Harman%2BANSI-CEA-2034%2Bexample%2Bfrom%2B2018.jpg


The black curve is on-axis measurement. Note how it goes down to 40 Hz or so. The typical measurement you see in magazines like stereophile consists of two measurements pieced together. On that goes from say 100 Hz and goes to 20 kHz. And another that goes from 100 Hz down. The former is measured as you could. But then it is "gated" to truncate any room reflections. Doing so eliminates the resolution of the graph in low frequencies. So another measurement is made with a microphone close to the woofer for low frequencies. Problem with this method is that there is a amplification of sound due to speaker front surface artificially amplifying the amount bass energy there really is. Here is JA's measurement of F228Be showing this issue: https://www.stereophile.com/content/revel-performa-f228be-loudspeaker-measurements

View attachment 38051

I have circled the hump which as you can tell, does NOT exist in the proper measurements Klippel performs where it eliminates the reflection mathematically. It is then able to use the same measurement distance as for high frequencies, avoiding the hump in stereophile measurements.

With respect on-axis performance then, we have the full response from a few hertz to 20+ kHz allowing us to examine whether it is flat or not. The flatter it is, the more accurate the speaker. And the more accurate, the better listener preference is.

Next is the "listening window." Here, it is better look at a difference between it, and on-axis window as expressed in orange: the "Early Reflection DI." Here, we want a smooth curve with no dips and peaks and we have that with F228 speaker, telling us this speaker performs well in room with much less messing around with acoustic products and such. Its reflections will be similar to direct sound and thus, better fused into one by the brain.

In contrast to this very useful measurement, we have a bunch of ad-hoc measurement points in stereophile:

119Revelfig5.jpg


It is not easy to characterize these dips and peaks as easily as we can with the orange line.

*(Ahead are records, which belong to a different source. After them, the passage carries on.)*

//! The combat resolver.
//!
//! [`resolve`] turns an attack intent into an outcome. It reads the
//! attacker through a [`CombatantSnapshot`] and mutates only the
//! defender, so it is safe to call from anywhere in a tick, including
//! from inside an effect hook that is itself running in the middle of a
//! registry pass.
//!
//! # Pipeline
//!
//! 1. Dead defenders are ignored.
//! 2. Healing is clamped to the defender's missing health and returns.
//! 3. Direct physical attacks roll dodge, then armor may block outright.
//! 4. A critical roll doubles the damage if the attack allows it.
//! 5. Flat per-class resistance, then percentage mitigation.
//! 6. Health is removed, threat and the combat countdown are refreshed,
//!    and the defender is flagged dead at zero health.
//!
//! Message templates use `%0` for the attacker, `%1` for the defender,
//! `%2` for the amount, and `%3` for the skill or effect name.

use rair_types::{Audience, CharacterId, DamageClass, MessageKind, Notification, Stat, WorldEvent};
use rand::Rng;

use crate::character::{CharacterCore, CombatantSnapshot};

/// Highest dodge chance, in percent.
const MAX_DODGE_PERCENT: i64 = 50;

/// Highest critical chance, in percent.
const MAX_CRIT_PERCENT: i64 = 50;

/// Highest mitigation, in percent.
const MAX_MITIGATION_PERCENT: i64 = 75;

/// Radius for observer messages.
const OBSERVER_RADIUS: u32 = 4;

/// Name used for attacks without a living attacker.
const UNKNOWN_ATTACKER: &str = "something";

/// Message templates for one attack.
#[derive(Debug, Clone, Default, PartialEq, Eq)]
pub struct MessageTemplates {
    /// Sent to the attacker.
    pub attacker: Option<String>,
    /// Sent to the defender.
    pub defender: Option<String>,
    /// Sent to everyone nearby except the two above.
    pub observers: Option<String>,
}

And at any rate, there is no study correlating them to listening preference.

If I get this system, I will do a much more extensive write-up than this brief.

This looks great. And the more I think about it, the more I would like to see this Klippel project come to fruition.
(apologies if the following points have already been covered in the last 10 pages of the thread, that I haven't read yet)

My suggestion is a gofundme campaign or something similar for this specific project, where the pledged money only gets released to @amirm once the required goal is met.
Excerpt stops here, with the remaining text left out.